Küçük gece siyahı kız kucağımda otururken geçmiş ne güzel canlanmıştı gözümde. Annemle iğne iplik yasemin dizişimiz. En büyüğünü babaya verişimiz. Yasemin çiçeğini en çok toplama yarışması bile yapardık biz çocuklar. Her evde, her bahçede, her bahçe kapısı yanında.
Ah Kıbrıs ah. Akdenizin yasemin kokulu kızı Kıbrıs. Bütün aşklardan vazgeçerim senden asla dediğim, gönlümün tam ortasında yer bulmuş en büyük sevdam. Duydum ki sana Akdenizin Fahişesi deniyormuş, üzüldüm; biliyorum ki kimse kendi isteği ile fahişe olmuyor.
Tarih boyunca elden ele geçmiş, Venedikliler zamanında önce korsanlara ait olan yasemin kokulu Kıbrıs. Sürgün adası, tarihte en çok el değiştiren ada. Değerinden mi yoksa gözlerden uzak ama her yere çok yakın olmasından mı bilinmez, Lüzünyanlılar, Cenevizliler, Araplar, İtalyanlar Osmanlılar, Yunanlar ve Türkler. Birçok kültüre ev sahipliği yapmış birçok dönemde gözde bir ada haline gelmiş; bir fahişe gibi el değişmiş sayısız. Bazen sürgün yeri olmuş, bazen kiralanmış bilmem kaç seneliğine, askerlerin dinlenme, korsanların gözden uzak mal paylaştıkları bir ada olmuş burası. Çan ve ezan sesinin karıştığı bu küçük adanın serüveni çok büyük.
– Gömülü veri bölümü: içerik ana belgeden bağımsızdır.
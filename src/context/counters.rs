use std::time::Duration;

/// Counts for various things which count.
///
/// Counts are instrumentation only, and are not read during a solve.
#[derive(Clone, Debug)]
pub struct Counters {
    /// A count of variables added to the context.
    pub variables: usize,

    /// A count of clauses added while building the formula.
    pub original_clauses: usize,

    /// A count of clauses learned, and so watched, through conflict analysis.
    pub learned_clauses: usize,

    /// A count of all decisions made.
    pub decisions: usize,

    /// A count of every conflict seen during a solve.
    pub conflicts: usize,

    /// A count of clausal propagations, including those of literals with the propagated value already.
    pub clausal_propagations: usize,

    /// A count of assignments made by theory atoms on propagation.
    pub semantic_propagations: usize,

    /// A count of theory atoms evaluated.
    pub semantic_evaluations: usize,

    /// The total number of iterations through a solve.
    pub iterations: usize,

    /// The time taken during a solve.
    pub time: Duration,
}

impl Default for Counters {
    fn default() -> Self {
        Counters {
            variables: 0,
            original_clauses: 0,
            learned_clauses: 0,

            decisions: 0,
            conflicts: 0,
            clausal_propagations: 0,
            semantic_propagations: 0,
            semantic_evaluations: 0,

            iterations: 0,
            time: Duration::from_secs(0),
        }
    }
}
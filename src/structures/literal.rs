//! Literals, atoms paired with a polarity.

use crate::structures::atom::Atom;

/// An atom paired with a polarity.
///
/// Literals are ordered by atom, and then by polarity, so a literal and its negation are adjacent in a sorted sequence.
#[derive(Clone, Copy, Debug, PartialEq, Eq, PartialOrd, Ord, Hash)]
pub struct Literal {
    atom: Atom,
    polarity: bool,
}

impl Literal {
    pub fn new(atom: Atom, polarity: bool) -> Self {
        Literal { atom, polarity }
    }

    pub fn atom(&self) -> Atom {
        self.atom
    }

    pub fn polarity(&self) -> bool {
        self.polarity
    }

    /// The literal with the same atom and opposite polarity.
    pub fn negate(&self) -> Self {
        Literal {
            atom: self.atom,
            polarity: !self.polarity,
        }
    }

    /// Whether `other` is the negation of the literal.
    pub fn is_complement(&self, other: &Literal) -> bool {
        self.atom == other.atom && self.polarity != other.polarity
    }
}

impl std::ops::Neg for Literal {
    type Output = Literal;

    fn neg(self) -> Self::Output {
        self.negate()
    }
}

impl std::fmt::Display for Literal {
    fn fmt(&self, f: &mut std::fmt::Formatter<'_>) -> std::fmt::Result {
        match self.polarity {
            true => write!(f, "{}", self.atom),
            false => write!(f, "-{}", self.atom),
        }
    }
}

#[cfg(test)]
mod tests {
    use super::*;

    #[test]
    fn complements() {
        let p = Literal::new(Atom::Variable(0), true);
        let q = Literal::new(Atom::Variable(1), true);

        assert!(p.is_complement(&-p));
        assert!(!p.is_complement(&p));
        assert!(!p.is_complement(&-q));
        assert_eq!(-(-p), p);
        assert!(-p < p);
        assert!(p < -q);
    }
}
Büyük şair, yazar Türk milliyetçiliğinin öncülerinden, gazeteci, devlet adamı ve şair Namık Kemal Kıbrıs'a sürgün gitmiş. Birçok eserini de burda kaleme almış.
Minik Yasemen kucağımda anneye baktım, elini tuttum; hasret fena dedim. Beni anlamamıştır ama olsun, ben söyledim görevimi yerine getirdim.